§ TASK REQUIREMENTS:
A single number is expected: the count of lines below where the word "zero" occurs.

(Collected data entries)
::::::
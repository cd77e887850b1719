use chart_trend::{
    model::{
        event::{ChartHistory, Event},
        version::{Region, Version},
    },
    trend::{Reduction, Trend, TrendLayout},
    GamePolicy, VersionCatalog,
};
use proptest::prelude::*;

use self::common::*;

mod common;

#[test]
fn short_history_is_unchanged() {
    let policy = GamePolicy::chunithm();
    let events = existence(&[(220, 12.0), (LUMINOUS_PLUS, 12.0), (VERSE, 12.5)]);

    // room for 5
    let timeline = policy.trend(TrendLayout::new(60.0, 300.0)).reduce(&events);

    assert_eq!(timeline.max_fit, 5);
    assert_eq!(timeline.reduction, Reduction::Unchanged);
    assert!(timeline.events().eq(events.iter()));
    assert!(timeline.pending_removal().is_none());
}

#[test]
fn outdated_history_gets_pending_removal() {
    let policy = GamePolicy::chunithm();

    let mut history = Vec::new();
    history.extend(existence(&[
        (100, 12.0),
        (105, 12.0),
        (110, 12.0),
        (115, 12.0),
        (120, 12.0),
        (125, 12.0),
    ]));
    history.extend(existence(&[(130, 12.5), (135, 12.5), (NEW, 12.5), (LUMINOUS_PLUS, 12.5)]));

    let timeline = policy
        .trend(TrendLayout::new(50.0, 230.0))
        .version_floor(VERSE)
        .reduce(&history);

    assert_eq!(timeline.max_fit, 4);
    assert_eq!(timeline.reduction, Reduction::ThinnedRepeats);
    assert_eq!(numeric(timeline.events()), [100, 130, NEW, VERSE]);

    let trends: Vec<_> = timeline.slots.iter().map(|slot| slot.trend).collect();
    assert_eq!(
        trends,
        [None, Some(Trend::Up), Some(Trend::Unchanged), Some(Trend::Removed)]
    );

    let pending = timeline.pending_removal().unwrap();
    assert!(pending.event.is_removal());
    assert_eq!(pending.event.version, jp(VERSE));

    // (230 - 4 * 50) / 3
    assert_eq_float(timeline.gap, 10.0);
    assert_eq_float(timeline.position_adjustment, 0.0);

    let xs: Vec<_> = timeline.slots.iter().map(|slot| slot.x).collect();
    assert_eq!(xs, [0.0, 60.0, 120.0, 180.0]);
}

#[test]
fn confirmed_removal_takes_last_slot() {
    let policy = GamePolicy::chunithm();

    let mut events = existence(&[
        (PARADISE, 11.0),
        (155, 11.0),
        (NEW, 11.0),
        (205, 11.0),
        (SUN, 11.0),
    ]);
    events.push(Event::removal(jp(215)));

    let timeline = policy.trend(TrendLayout::new(50.0, 160.0)).reduce(&events);

    assert_eq!(timeline.max_fit, 3);
    assert_eq!(numeric(timeline.events()), [PARADISE, 205, 215]);
    assert_eq!(timeline.slots[2].trend, Some(Trend::Removed));
    assert!(timeline.pending_removal().is_none());
}

#[test]
fn sparse_row_is_centered() {
    let policy = GamePolicy::maimai();
    let events = existence(&[(150, 13.7), (155, 13.8)]);

    let timeline = policy.trend(TrendLayout::new(40.0, 400.0)).reduce(&events);

    assert_eq!(timeline.len(), 2);
    assert_eq_float(timeline.gap, 80.0);
    assert_eq_float(timeline.position_adjustment, 120.0);
    assert_eq_float(timeline.slots[1].x, 240.0);
}

#[test]
fn regions_are_reduced_separately() {
    let policy = GamePolicy::chunithm();

    let history = ChartHistory::new(vec![
        Event::existence(jp(SUN), 13.5),
        Event::existence(Version::new(Region::China, 1, 0), 13.4),
        Event::existence(jp(215), 13.7),
        Event::existence(Version::new(Region::China, 1, 10), 13.4),
    ]);

    let reducer = policy.trend(TrendLayout::new(40.0, 400.0));

    let japan = reducer.reduce_history(&history, Region::Japan);
    assert_eq!(numeric(japan.events()), [SUN, 215, 220]);
    assert!(japan.pending_removal().is_some());

    // no version table for China, hence no current version to compare to
    let china = reducer.reduce_history(&history, Region::China);
    assert_eq!(numeric(china.events()), [100, 110]);
    assert!(china.pending_removal().is_none());

    let international = reducer.reduce_history(&history, Region::International);
    assert!(international.is_empty());
    assert_eq!(international.reduction, Reduction::Empty);
}

#[test]
fn too_narrow_for_anything() {
    let policy = GamePolicy::chunithm();
    let events = existence(&[(SUN, 13.5)]);

    let timeline = policy.trend(TrendLayout::new(40.0, 30.0)).reduce(&events);

    assert_eq!(timeline.max_fit, 0);
    assert!(timeline.is_empty());
}

/// Chronological Japanese histories with levels from a small pool so that
/// runs of repeated levels are common.
fn history_strategy() -> impl Strategy<Value = Vec<Event>> {
    prop::collection::vec(prop::sample::select(vec![12.0, 12.5, 13.0]), 1..40).prop_map(|levels| {
        levels
            .into_iter()
            .enumerate()
            .map(|(i, level)| {
                let version = Version::new(Region::Japan, 1 + i as u32 / 20, (i as u32 % 20) * 5);

                Event::existence(version, level)
            })
            .collect()
    })
}

proptest! {
    #[test]
    fn never_exceeds_room(
        events in history_strategy(),
        max_fit in 1_usize..12,
        floor in 100_u32..300,
    ) {
        let catalog = VersionCatalog::chunithm();
        let layout = TrendLayout::new(10.0, max_fit as f64 * 10.0 + 5.0);

        let timeline = chart_trend::TrendReducer::new(&catalog, layout)
            .version_floor(floor)
            .reduce(&events);

        prop_assert_eq!(timeline.max_fit, max_fit);
        prop_assert!(timeline.len() <= max_fit);
        prop_assert!(timeline.gap <= layout.available_width / 5.0);
    }

    #[test]
    fn endpoints_survive(
        events in history_strategy(),
        max_fit in 2_usize..12,
    ) {
        let catalog = VersionCatalog::chunithm();
        let layout = TrendLayout::new(10.0, max_fit as f64 * 10.0);

        // floor of zero never appends a pending removal
        let timeline = chart_trend::TrendReducer::new(&catalog, layout)
            .version_floor(0)
            .reduce(&events);

        let displayed: Vec<_> = timeline.events().copied().collect();

        match timeline.reduction {
            Reduction::Unchanged => prop_assert_eq!(&displayed, &events),
            Reduction::TrimmedOldest | Reduction::ThinnedRepeats => {
                prop_assert_eq!(displayed.first(), events.first());
                prop_assert_eq!(displayed.last(), events.last());
            }
            Reduction::Exact => prop_assert_eq!(displayed.first(), events.first()),
            Reduction::Empty => prop_assert!(false, "non-empty history reduced to nothing"),
        }
    }
}
use std::{collections::HashSet, hash::Hash};

pub mod float_ext;

/// Remove every element whose key was already seen earlier in the vec.
///
/// Unlike [`Vec::dedup_by_key`] this also catches duplicates that are not
/// adjacent. Relative order of the remaining elements is kept.
pub fn retain_first_by_key<T, K, F>(vec: &mut Vec<T>, mut key: F)
where
    K: Eq + Hash,
    F: FnMut(&T) -> K,
{
    let mut seen = HashSet::with_capacity(vec.len());
    vec.retain(|elem| seen.insert(key(elem)));
}

#[cfg(test)]
mod tests {
    use super::retain_first_by_key;

    #[test]
    fn keeps_first_occurrence() {
        let mut values = vec![(1, 'a'), (2, 'b'), (1, 'c'), (3, 'd'), (2, 'e')];
        retain_first_by_key(&mut values, |(n, _)| *n);

        assert_eq!(values, [(1, 'a'), (2, 'b'), (3, 'd')]);
    }

    #[test]
    fn empty() {
        let mut values: Vec<u8> = Vec::new();
        retain_first_by_key(&mut values, |n| *n);

        assert!(values.is_empty());
    }
}
/// Region and release types.
pub mod version;

/// Per-region ordered release tables.
pub mod catalog;

/// Chart history events.
pub mod event;
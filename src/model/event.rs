use super::version::{Region, Version};

/// What happened to a chart in a [`Version`].
#[derive(Copy, Clone, Debug, PartialEq)]
#[cfg_attr(feature = "serde", derive(serde::Serialize, serde::Deserialize))]
#[cfg_attr(feature = "serde", serde(tag = "type", rename_all = "lowercase"))]
pub enum EventKind {
    /// The chart is playable at the given internal level.
    Existence { level: f64 },
    /// The chart is not part of the version.
    Absence,
    /// The chart was removed starting with the version.
    Removal,
}

impl EventKind {
    /// Discriminant without the level so kinds can be hashed.
    pub(crate) const fn tag(&self) -> u8 {
        match self {
            Self::Existence { .. } => 0,
            Self::Absence => 1,
            Self::Removal => 2,
        }
    }
}

/// A historical fact about a chart in one regional release.
#[derive(Copy, Clone, Debug, PartialEq)]
#[cfg_attr(feature = "serde", derive(serde::Serialize, serde::Deserialize))]
pub struct Event {
    pub version: Version,
    #[cfg_attr(feature = "serde", serde(flatten))]
    pub kind: EventKind,
}

impl Event {
    pub const fn existence(version: Version, level: f64) -> Self {
        Self {
            version,
            kind: EventKind::Existence { level },
        }
    }

    pub const fn absence(version: Version) -> Self {
        Self {
            version,
            kind: EventKind::Absence,
        }
    }

    pub const fn removal(version: Version) -> Self {
        Self {
            version,
            kind: EventKind::Removal,
        }
    }

    /// The internal level if this is an existence event.
    pub const fn level(&self) -> Option<f64> {
        match self.kind {
            EventKind::Existence { level } => Some(level),
            EventKind::Absence | EventKind::Removal => None,
        }
    }

    pub const fn is_existence(&self) -> bool {
        matches!(self.kind, EventKind::Existence { .. })
    }

    pub const fn is_removal(&self) -> bool {
        matches!(self.kind, EventKind::Removal)
    }

    pub const fn region(&self) -> Region {
        self.version.region
    }
}

/// Every [`Event`] of a chart across all regions.
///
/// Events of the same region are expected in chronological order; this is
/// not verified.
#[derive(Clone, Debug, Default, PartialEq)]
#[cfg_attr(feature = "serde", derive(serde::Serialize, serde::Deserialize))]
#[cfg_attr(feature = "serde", serde(transparent))]
pub struct ChartHistory {
    events: Vec<Event>,
}

impl ChartHistory {
    pub const fn new(events: Vec<Event>) -> Self {
        Self { events }
    }

    pub fn events(&self) -> &[Event] {
        &self.events
    }

    /// The events of `region` in their original order.
    pub fn region(&self, region: Region) -> Vec<Event> {
        self.events
            .iter()
            .filter(|event| event.region() == region)
            .copied()
            .collect()
    }

    /// Regions with at least one event, in order of first appearance.
    pub fn regions(&self) -> Vec<Region> {
        let mut regions = Vec::new();

        for event in self.events.iter() {
            if !regions.contains(&event.region()) {
                regions.push(event.region());
            }
        }

        regions
    }

    pub fn is_empty(&self) -> bool {
        self.events.is_empty()
    }
}

impl From<Vec<Event>> for ChartHistory {
    fn from(events: Vec<Event>) -> Self {
        Self::new(events)
    }
}
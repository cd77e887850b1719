pub trait FloatExt: Sized {
    /// `self == other`
    fn eq(self, other: Self) -> bool;

    /// Cut off everything past `decimals` decimal places, rounding toward
    /// zero.
    fn truncate(self, decimals: u32) -> Self;
}

macro_rules! impl_float_ext {
    ( $ty:ty ) => {
        impl FloatExt for $ty {
            fn eq(self, other: Self) -> bool {
                (self - other).abs() < <$ty>::EPSILON
            }

            fn truncate(self, decimals: u32) -> Self {
                let factor = <$ty>::powi(10.0, decimals as i32);
                let scaled = self * factor;

                // Absorb representation error so that e.g. 15.15 does not
                // end up as 15.14.
                let nudge = <$ty>::EPSILON * scaled.abs().max(1.0) * 64.0;

                (scaled + nudge.copysign(scaled)).trunc() / factor
            }
        }
    };
}

impl_float_ext!(f32);
impl_float_ext!(f64);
::::::
§ EXERCISE SOLUTION:
2